Ground 3 - manifest excess

  1. It is submitted in relation to this ground that the sentence is manifestly excessive, having regard to certain matters.  In my view, only one of them is of relevance.  It is a matter which leads me to the view that the sentence is manifestly excessive.  It is the reason why the appellant is referred to, in these reasons, not by his name, but by initials which are not the initials of his name.  His Honour did take this matter into account, referring to it obliquely in his sentencing remarks.  An oblique reference was proper, having regard to the material.

  2. That material was to the effect that the appellant had provided information which proved to be of considerable assistance to the authorities in relation to certain other drug offenders and had taken certain steps to assist in the apprehension of one of them.  One of the two offenders was an offender in relation to whom police had previously had no information. 

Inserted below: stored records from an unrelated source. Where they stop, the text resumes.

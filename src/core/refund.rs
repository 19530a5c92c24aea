//! Refund processing
//!
//! A refund moves through these stages:
//!
//! ```text
//! Received -> Validated -> EligibilityChecked -> Credited -> Logged(completed)
//!                              \          \
//!                           NotFound   ExceedsRefundable / AlreadyRefunded
//! ```
//!
//! A refund always credits the account and funding source its payment was
//! drawn from. The refundable amount is read and the refund appended while
//! that account's lock is held, so two refunds of one payment cannot both
//! pass the eligibility check.
//!
//! Without an explicit idempotency key, a refund is identified by its order
//! and amount. A repeat of a completed refund is replayed only while the
//! payment still has that much left to refund; otherwise it is rejected with
//! `ExceedsRefundable`. Two equal partial refunds of one order therefore need
//! distinct keys.

use super::balance_store::BalanceStore;
use super::idempotency::{Fingerprint, IdempotencyGuard, IdempotencyKey, OperationKind, Reservation};
use super::ledger::TransactionLedger;
use super::retry::retry_transient;
use super::traits::Clock;
use crate::config::LedgerConfig;
use crate::types::{
    AccountId, Amount, LedgerError, OrderId, PaymentStatus, RefundReceipt, RefundRequest,
    RefundStatus, RefundTransaction,
};
use std::fmt;
use std::sync::Arc;
use uuid::Uuid;

/// Where a refund is in its lifecycle, for tracing
#[derive(Debug, Clone, Copy, PartialEq, Eq)]
pub enum RefundStage {
    Received,
    Validated,
    EligibilityChecked,
    Credited,
    Logged,
    NotFound,
    ExceedsRefundable,
    AlreadyRefunded,
}

impl fmt::Display for RefundStage {
    fn fmt(&self, f: &mut fmt::Formatter<'_>) -> fmt::Result {
        fmt::Debug::fmt(self, f)
    }
}

#[derive(Debug, Clone, Hash)]
struct ValidatedRefund {
    order_id: OrderId,
    amount: Amount,
    account_id: Option<AccountId>,
}

/// Executes refunds against the balance store and the ledger
#[derive(Debug)]
pub struct RefundProcessor {
    balances: Arc<BalanceStore>,
    ledger: Arc<TransactionLedger>,
    clock: Arc<dyn Clock>,
    guard: IdempotencyGuard<RefundReceipt>,
    config: LedgerConfig,
}

impl RefundProcessor {
    pub fn new(
        balances: Arc<BalanceStore>,
        ledger: Arc<TransactionLedger>,
        clock: Arc<dyn Clock>,
        config: LedgerConfig,
    ) -> Self {
        Self {
            guard: IdempotencyGuard::new(&config, Arc::clone(&clock)),
            balances,
            ledger,
            clock,
            config,
        }
    }

    /// Refund part or all of an order's completed payment
    ///
    /// # Errors
    ///
    /// - `PrecisionError`, `InvalidAmount`, `EmptyOrderId` on malformed input
    /// - `NotFound` if the order has no completed payment (or it belongs to
    ///   another account than the one named in the request)
    /// - `ExceedsRefundable` if the amount is more than what remains refundable
    /// - `AlreadyRefunded` if the idempotency key was consumed by a different refund
    pub fn create_refund(&self, request: RefundRequest) -> Result<RefundReceipt, LedgerError> {
        let span = tracing::info_span!("create_refund", order_id = %request.order_id);
        let _entered = span.enter();
        tracing::debug!(stage = %RefundStage::Received);

        let refund = validate(&request).inspect_err(|error| {
            tracing::warn!(%error, "refund rejected");
        })?;
        tracing::debug!(stage = %RefundStage::Validated);

        let (key, derived) = match request.idempotency_key.as_deref() {
            Some(key) => (IdempotencyKey::explicit(OperationKind::Refund, key), false),
            None => (
                IdempotencyKey::derive_with_amount(
                    OperationKind::Refund,
                    &refund.order_id,
                    refund.amount,
                ),
                true,
            ),
        };
        let fingerprint = Fingerprint::of(&refund);

        retry_transient(&self.config, "refund", || {
            self.attempt(&key, derived, fingerprint, &refund)
        })
    }

    /// Drop expired refund idempotency entries
    pub fn purge_expired(&self) -> usize {
        self.guard.purge_expired()
    }

    fn attempt(
        &self,
        key: &IdempotencyKey,
        derived: bool,
        fingerprint: Fingerprint,
        refund: &ValidatedRefund,
    ) -> Result<RefundReceipt, LedgerError> {
        match self
            .guard
            .reserve_or_wait(key, fingerprint, self.config.in_flight_wait)
        {
            Reservation::Granted(token) => {
                let outcome = self.execute(refund);
                match &outcome {
                    Err(error) if error.is_transient() => self.guard.release(token),
                    _ => self.guard.complete(token, outcome.clone()),
                }
                outcome
            }
            Reservation::AlreadyCompleted(Ok(receipt)) => {
                tracing::debug!(%key, refund_id = %receipt.refund_id, "replaying refund");
                self.replay_completed(refund, receipt, derived)
            }
            Reservation::AlreadyCompleted(Err(error)) => {
                tracing::debug!(%key, %error, "replaying refund failure");
                Err(error)
            }
            Reservation::Conflict(receipt) => {
                let error = LedgerError::already_refunded(&refund.order_id, receipt.refund_id);
                tracing::warn!(stage = %RefundStage::AlreadyRefunded, %error, "refund rejected");
                Err(error)
            }
            Reservation::AlreadyInFlight => Err(LedgerError::request_in_flight(key.as_str())),
        }
    }

    /// Answer a repeat of a completed refund with current balances
    ///
    /// A repeat under a derived key must still fit in what remains
    /// refundable, checked under the account lock.
    fn replay_completed(
        &self,
        refund: &ValidatedRefund,
        receipt: RefundReceipt,
        derived: bool,
    ) -> Result<RefundReceipt, LedgerError> {
        let payment = self
            .ledger
            .payment(receipt.payment_transaction_id)
            .ok_or_else(|| {
                LedgerError::integrity_violation(format!(
                    "refund {} points at unknown payment {}",
                    receipt.refund_id, receipt.payment_transaction_id
                ))
            })?;

        self.balances.read_locked(payment.account_id, |account| {
            let refundable = self.ledger.refundable_amount(payment.transaction_id)?;
            if derived && refund.amount.value() > refundable {
                let error = LedgerError::exceeds_refundable(
                    &refund.order_id,
                    refundable,
                    refund.amount.value(),
                );
                tracing::warn!(stage = %RefundStage::ExceedsRefundable, %error, "refund rejected");
                return Err(error);
            }
            Ok(RefundReceipt {
                new_wallet_balance: account.wallet_balance,
                new_card_balance: account.card_balance,
                refundable_remaining: refundable,
                ..receipt
            })
        })
    }

    fn execute(&self, refund: &ValidatedRefund) -> Result<RefundReceipt, LedgerError> {
        let payment = self
            .ledger
            .payment_for_order(&refund.order_id)
            .filter(|payment| payment.status == PaymentStatus::Completed)
            .filter(|payment| {
                refund
                    .account_id
                    .map_or(true, |account_id| account_id == payment.account_id)
            })
            .ok_or_else(|| {
                tracing::warn!(stage = %RefundStage::NotFound, "refund rejected");
                LedgerError::not_found(&refund.order_id)
            })?;

        let record = RefundTransaction {
            refund_id: Uuid::new_v4(),
            order_id: refund.order_id.clone(),
            payment_transaction_id: payment.transaction_id,
            account_id: payment.account_id,
            amount: refund.amount,
            source: payment.source,
            status: RefundStatus::Completed,
            created_at: self.clock.now(),
        };

        let committed = self.balances.credit_and_then(
            payment.account_id,
            payment.source,
            refund.amount,
            |_| {
                let refundable = self.ledger.refundable_amount(payment.transaction_id)?;
                if refund.amount.value() > refundable {
                    return Err(LedgerError::exceeds_refundable(
                        &refund.order_id,
                        refundable,
                        refund.amount.value(),
                    ));
                }
                tracing::debug!(stage = %RefundStage::EligibilityChecked, %refundable);
                tracing::debug!(stage = %RefundStage::Credited);

                let stored = self.ledger.append_refund(record)?;
                Ok((stored, refundable - refund.amount.value()))
            },
        );

        match committed {
            Ok((account, (stored, refundable_remaining))) => {
                tracing::info!(
                    stage = %RefundStage::Logged,
                    refund_id = %stored.refund_id,
                    payment_transaction_id = %stored.payment_transaction_id,
                    amount = %stored.amount,
                    "refund completed"
                );
                Ok(RefundReceipt {
                    refund_id: stored.refund_id,
                    order_id: stored.order_id,
                    payment_transaction_id: stored.payment_transaction_id,
                    amount: stored.amount.value(),
                    status: stored.status,
                    new_wallet_balance: account.wallet_balance,
                    new_card_balance: account.card_balance,
                    refundable_remaining,
                })
            }
            Err(error) => {
                match &error {
                    LedgerError::ExceedsRefundable { .. } => {
                        tracing::warn!(stage = %RefundStage::ExceedsRefundable, %error, "refund rejected")
                    }
                    LedgerError::IntegrityViolation { .. } | LedgerError::ArithmeticOverflow { .. } => {
                        tracing::error!(%error, "refund failed")
                    }
                    _ => tracing::warn!(%error, "refund rejected"),
                }
                Err(error)
            }
        }
    }
}

fn validate(request: &RefundRequest) -> Result<ValidatedRefund, LedgerError> {
    let amount = Amount::new(request.amount)?;
    if request.order_id.trim().is_empty() {
        return Err(LedgerError::EmptyOrderId);
    }
    Ok(ValidatedRefund {
        order_id: request.order_id.clone(),
        amount,
        account_id: request.account_id,
    })
}
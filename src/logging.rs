//! Logging setup
//!
//! Logs go to stderr so stdout stays reserved for the account CSV. `RUST_LOG`
//! takes precedence over the configured level.

use tracing_subscriber::util::TryInitError;
use tracing_subscriber::{layer::SubscriberExt, util::SubscriberInitExt, EnvFilter};

/// Install the global tracing subscriber
///
/// # Errors
///
/// Fails if a global subscriber is already installed.
pub fn init_logging(level: &str, json: bool) -> Result<(), TryInitError> {
    let env_filter = EnvFilter::try_from_default_env().unwrap_or_else(|_| EnvFilter::new(level));

    if json {
        let fmt_layer = tracing_subscriber::fmt::layer()
            .json()
            .with_target(true)
            .with_thread_ids(true)
            .with_writer(std::io::stderr);

        tracing_subscriber::registry()
            .with(env_filter)
            .with(fmt_layer)
            .try_init()?;
    } else {
        let fmt_layer = tracing_subscriber::fmt::layer()
            .with_target(true)
            .with_writer(std::io::stderr);

        tracing_subscriber::registry()
            .with(env_filter)
            .with(fmt_layer)
            .try_init()?;
    }

    tracing::debug!(level, json, "logging initialized");
    Ok(())
}
#[rstest]
fn test_refund_over_payment_is_rejected(service: LedgerService) {
    service.create_payment(pay("ORD-1", amount(100, 0))).unwrap();

    let result = service.create_refund(RefundRequest::new("ORD-1", amount(150, 0)));

    assert_eq!(
        result,
        Err(LedgerError::ExceedsRefundable {
            order_id: "ORD-1".to_string(),
            refundable: amount(100, 0),
            requested: amount(150, 0),
        })
    );
    assert_eq!(service.account(1).unwrap().wallet_balance, Decimal::ZERO);
}

#[rstest]
fn test_bad_checksum_changes_nothing(service: LedgerService) {
    let result = service.create_payment(PaymentRequest::new(
        "4111111111111112",
        "123",
        amount(1, 0),
        "ORD-1",
        1,
    ));

    assert_eq!(
        result,
        Err(LedgerError::InvalidCardNumber {
            reason: CardValidationError::ChecksumFailed
        })
    );
    assert!(service.ledger().is_empty());
    assert_eq!(service.account(1).unwrap().version, 0);
}

#[rstest]
#[case::one_unit(amount(1, 0))]
#[case::first_amount_again(amount(40, 0))]
#[case::second_amount_again(amount(60, 0))]
fn test_partial_refunds_exhaust_payment(service: LedgerService, #[case] third_amount: Decimal) {
    service.create_payment(pay("ORD-1", amount(100, 0))).unwrap();

    let first = service
        .create_refund(RefundRequest::new("ORD-1", amount(40, 0)))
        .unwrap();
    let second = service
        .create_refund(RefundRequest::new("ORD-1", amount(60, 0)))
        .unwrap();
    let third = service.create_refund(RefundRequest::new("ORD-1", third_amount));

    assert_eq!(first.refundable_remaining, amount(60, 0));
    assert_eq!(second.refundable_remaining, Decimal::ZERO);
    assert_eq!(second.new_wallet_balance, amount(100, 0));
    assert_eq!(
        third,
        Err(LedgerError::ExceedsRefundable {
            order_id: "ORD-1".to_string(),
            refundable: Decimal::ZERO,
            requested: third_amount,
        })
    );
    assert_eq!(service.account(1).unwrap().wallet_balance, amount(100, 0));
}

#[rstest]
fn test_equal_partial_refunds_need_distinct_keys(service: LedgerService) {
    service.create_payment(pay("ORD-1", amount(100, 0))).unwrap();

    let first = service
        .create_refund(RefundRequest::new("ORD-1", amount(50, 0)))
        .unwrap();
    let repeat = service
        .create_refund(RefundRequest::new("ORD-1", amount(50, 0)))
        .unwrap();
    assert_eq!(repeat.refund_id, first.refund_id);
    assert_eq!(service.account(1).unwrap().wallet_balance, amount(50, 0));

    let keyed = service
        .create_refund(RefundRequest::new("ORD-1", amount(50, 0)).with_idempotency_key("half-2"))
        .unwrap();
    assert_ne!(keyed.refund_id, first.refund_id);
    assert_eq!(keyed.refundable_remaining, Decimal::ZERO);
    assert_eq!(service.account(1).unwrap().wallet_balance, amount(100, 0));

    // a repeat of the first half no longer fits
    assert!(matches!(
        service.create_refund(RefundRequest::new("ORD-1", amount(50, 0))),
        Err(LedgerError::ExceedsRefundable { refundable, .. }) if refundable == Decimal::ZERO
    ));
}

#[rstest]
fn test_card_funded_payment_refunds_to_card(service: LedgerService) {
    service
        .create_payment(pay("ORD-1", amount(15, 0)).with_source(FundingSource::Card))
        .unwrap();

    let refund = service
        .create_refund(RefundRequest::new("ORD-1", amount(5, 0)))
        .unwrap();

    assert_eq!(refund.new_card_balance, amount(10, 0));
    assert_eq!(refund.new_wallet_balance, amount(100, 0));
}

#[rstest]
fn test_retried_payment_returns_original_receipt(service: LedgerService) {
    let first = service.create_payment(pay("ORD-1", amount(10, 0))).unwrap();
    let retry = service.create_payment(pay("ORD-1", amount(10, 0))).unwrap();

    assert_eq!(retry.transaction_id, first.transaction_id);
    assert_eq!(service.account(1).unwrap().wallet_balance, amount(90, 0));
    assert_eq!(service.ledger().len(), 1);
}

  3. The question of the appropriate weight to be given in relation to co‑operation with authorities was considered by this court in The State of Western Australia v Tran [2008] WASCA 183, by Steytler P at [12] and by Miller JA at [75] ‑ [81]. I do not repeat what was said there. Having regard to the matters which are relevant to the setting of an appropriate discount, it is clear from the material before us that, in the present case, there was significant practical use to the authorities provided by the appellant's assistance. The assistance was not, as is sometimes the case, assistance which appears to have placed him in significant danger at the time at which he gave it, but there is always, in cases involving the drug trade, a real risk that it will be suspected, or will become known, who has provided information which led to the detection of a particular offence, and there is therefore always a risk to those providing information. The greater the scale of the operation in respect of which information is given, and the more sophisticated it is, the greater the risk.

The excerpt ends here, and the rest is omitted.